33. The method of claim 32, wherein the peak cognitive performance test includes smooth cognitive performance testing.

34. The method of claim 33, wherein the peak cognitive performance test includes the use of at least one of eye tracking cognitive performance testing or mechanical cognitive performance testing.

35. Apparatus for quantifying cognitive performance, comprising:

a cognitive performance measuring device adapted to be used to measure cognitive performance of a test taker, said measuring device utilizing smooth pursuit icon tracking to measure cognitive performance in which cognitive performance of said test taker is measured by one of anticipatory timing, variability as to how far off target the test taker is, regularity of the smooth pursuit measurement and predictability, said measuring device including a manual icon tracking device.
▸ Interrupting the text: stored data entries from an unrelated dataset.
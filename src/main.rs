//! wsi-zarr - inspect a Whole Slide Image through its Zarr v2 view.

use std::io::Write;
use std::path::Path;
use std::process::ExitCode;

use clap::Parser;
use tracing::{error, info};
use tracing_subscriber::{layer::SubscriberExt, util::SubscriberInitExt};

use wsi_zarr::config::{Cli, Command, GetArgs, InfoArgs, StoreArgs};
use wsi_zarr::{LookupError, SlideStore};

#[tokio::main]
async fn main() -> ExitCode {
    let cli = Cli::parse();
    let args = cli.command.store_args();
    init_logging(args.verbose);

    match cli.command {
        Command::Info(args) => run_info(args).await,
        Command::Get(args) => run_get(args).await,
    }
}

/// Initialize the tracing subsystem. Logs go to stderr so chunk bytes on
/// stdout stay clean.
fn init_logging(verbose: bool) {
    let env_filter = if verbose {
        "wsi_zarr=debug"
    } else {
        "wsi_zarr=info"
    };

    tracing_subscriber::registry()
        .with(
            tracing_subscriber::EnvFilter::try_from_default_env()
                .unwrap_or_else(|_| env_filter.into()),
        )
        .with(tracing_subscriber::fmt::layer().with_writer(std::io::stderr))
        .init();
}

async fn open_store(path: &Path, args: &StoreArgs) -> Option<SlideStore> {
    match SlideStore::open(path, args.options()).await {
        Ok(store) => Some(store),
        Err(e) => {
            error!("Failed to open {}: {}", path.display(), e);
            None
        }
    }
}

// =============================================================================
// Info Command
// =============================================================================

async fn run_info(args: InfoArgs) -> ExitCode {
    let Some(store) = open_store(&args.path, &args.store).await else {
        return ExitCode::FAILURE;
    };

    let backend = store.backend();
    let levels = backend.levels();
    info!(
        "{}: {} level(s), {} channel(s), tile size {}",
        args.path.display(),
        levels.level_count(),
        backend.channels(),
        store.tile_size()
    );
    for level in 0..levels.level_count() {
        if let (Some((w, h)), Some(d)) = (levels.dimensions(level), levels.downsample(level)) {
            info!("  level {}: {}x{} (downsample {:.3})", level, w, h, d);
        }
    }
    if let Some(props) = backend.properties() {
        info!(
            "  vendor: {}, mpp: {}, magnification: {}",
            props.vendor.as_deref().unwrap_or("unknown"),
            props.mpp.map_or_else(|| "-".to_string(), |v| v.to_string()),
            props
                .magnification
                .map_or_else(|| "-".to_string(), |v| v.to_string()),
        );
    }

    for key in &store {
        let Some(doc) = store.metadata().get(key) else {
            continue;
        };
        println!("{}", key);
        println!("{}", String::from_utf8_lossy(doc));
        println!();
    }

    ExitCode::SUCCESS
}

// =============================================================================
// Get Command
// =============================================================================

async fn run_get(args: GetArgs) -> ExitCode {
    let Some(store) = open_store(&args.path, &args.store).await else {
        return ExitCode::FAILURE;
    };

    let bytes = match store.get(&args.key).await {
        Ok(bytes) => bytes,
        Err(e @ LookupError::ResourceClosed { .. }) => {
            error!("{}", e);
            return ExitCode::FAILURE;
        }
        Err(e @ LookupError::ChunkUnavailable { .. }) => {
            error!("{} (not a metadata key and no chunk could be read)", e);
            return ExitCode::FAILURE;
        }
    };

    let written = match &args.output {
        Some(path) => tokio::fs::write(path, &bytes).await,
        None => {
            let mut stdout = std::io::stdout().lock();
            stdout.write_all(&bytes).and_then(|()| stdout.flush())
        }
    };

    match written {
        Ok(()) => {
            info!("Wrote {} bytes for {}", bytes.len(), args.key);
            ExitCode::SUCCESS
        }
        Err(e) => {
            error!("Failed to write {}: {}", args.key, e);
            ExitCode::FAILURE
        }
    }
}
//! Decoded tile cache.
//!
//! Tiles are keyed by `(level, tile_x, tile_y)` within one slide. The cache
//! tracks the decoded size of every entry and evicts least-recently-used
//! tiles once the total exceeds its capacity.

use std::sync::atomic::{AtomicU64, Ordering};
use std::sync::Arc;

use lru::LruCache;
use tokio::sync::RwLock;
use tracing::trace;

use crate::format::DecodedTile;

const BYTES_PER_MB: usize = 1024 * 1024;

/// Position of a tile in a slide's pyramid.
#[derive(Debug, Clone, Copy, PartialEq, Eq, Hash)]
pub struct TileCacheKey {
    pub level: usize,
    pub tile_x: u32,
    pub tile_y: u32,
}

impl TileCacheKey {
    pub fn new(level: usize, tile_x: u32, tile_y: u32) -> Self {
        Self {
            level,
            tile_x,
            tile_y,
        }
    }
}

/// Hit and miss counts since the cache was created.
#[derive(Debug, Clone, Copy, Default, PartialEq, Eq)]
pub struct CacheStats {
    pub hits: u64,
    pub misses: u64,
}

#[derive(Debug, Default)]
struct Counters {
    hits: AtomicU64,
    misses: AtomicU64,
}

/// Size-bounded LRU cache of decoded tiles.
pub struct TileCache {
    cache: RwLock<LruCache<TileCacheKey, Arc<DecodedTile>>>,
    max_size: usize,
    current_size: RwLock<usize>,

    /// Present only when statistics were requested
    counters: Option<Counters>,
}

impl TileCache {
    /// Create a cache holding up to `capacity_mb` megabytes of decoded pixels.
    pub fn with_capacity_mb(capacity_mb: usize, record_stats: bool) -> Self {
        Self::with_capacity(capacity_mb.saturating_mul(BYTES_PER_MB), record_stats)
    }

    /// Create a cache holding up to `max_size` bytes of decoded pixels.
    pub fn with_capacity(max_size: usize, record_stats: bool) -> Self {
        Self {
            cache: RwLock::new(LruCache::unbounded()),
            max_size,
            current_size: RwLock::new(0),
            counters: record_stats.then(Counters::default),
        }
    }

    /// Look up a tile and mark it recently used.
    pub async fn get(&self, key: &TileCacheKey) -> Option<Arc<DecodedTile>> {
        let found = self.cache.write().await.get(key).cloned();

        if let Some(counters) = &self.counters {
            let counter = if found.is_some() {
                &counters.hits
            } else {
                &counters.misses
            };
            counter.fetch_add(1, Ordering::Relaxed);
        }

        match &found {
            Some(_) => trace!(level = key.level, x = key.tile_x, y = key.tile_y, "tile cache hit"),
            None => trace!(level = key.level, x = key.tile_x, y = key.tile_y, "tile cache miss"),
        }
        found
    }

    /// Insert a tile, evicting least-recently-used entries while over capacity.
    pub async fn put(&self, key: TileCacheKey, tile: Arc<DecodedTile>) {
        let tile_size = tile.byte_size();
        let mut cache = self.cache.write().await;
        let mut current_size = self.current_size.write().await;

        if let Some(old) = cache.put(key, tile) {
            *current_size = current_size.saturating_sub(old.byte_size());
        }
        *current_size += tile_size;

        while *current_size > self.max_size {
            match cache.pop_lru() {
                Some((_, evicted)) => {
                    *current_size = current_size.saturating_sub(evicted.byte_size());
                }
                None => break,
            }
        }
    }

    pub async fn clear(&self) {
        let mut cache = self.cache.write().await;
        let mut current_size = self.current_size.write().await;
        cache.clear();
        *current_size = 0;
    }

    pub async fn len(&self) -> usize {
        self.cache.read().await.len()
    }

    pub async fn is_empty(&self) -> bool {
        self.cache.read().await.is_empty()
    }

    /// Bytes currently held.
    pub async fn size(&self) -> usize {
        *self.current_size.read().await
    }

    /// Capacity in bytes.
    pub fn capacity(&self) -> usize {
        self.max_size
    }

    /// Hit and miss counts, `None` when statistics are disabled.
    pub fn stats(&self) -> Option<CacheStats> {
        self.counters.as_ref().map(|c| CacheStats {
            hits: c.hits.load(Ordering::Relaxed),
            misses: c.misses.load(Ordering::Relaxed),
        })
    }
}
36. The apparatus of claim 35, wherein said manual icon tracking device includes a tablet on which is presented a moving icon that executes a smooth pursuit path.

37. The apparatus of claim 36, wherein the response of said test taker to the movement of the icon is recorded by sensing the position of the finger of said test taker on said tablet as said test taker seeks to move his finger to correspond to the position of said moving icon.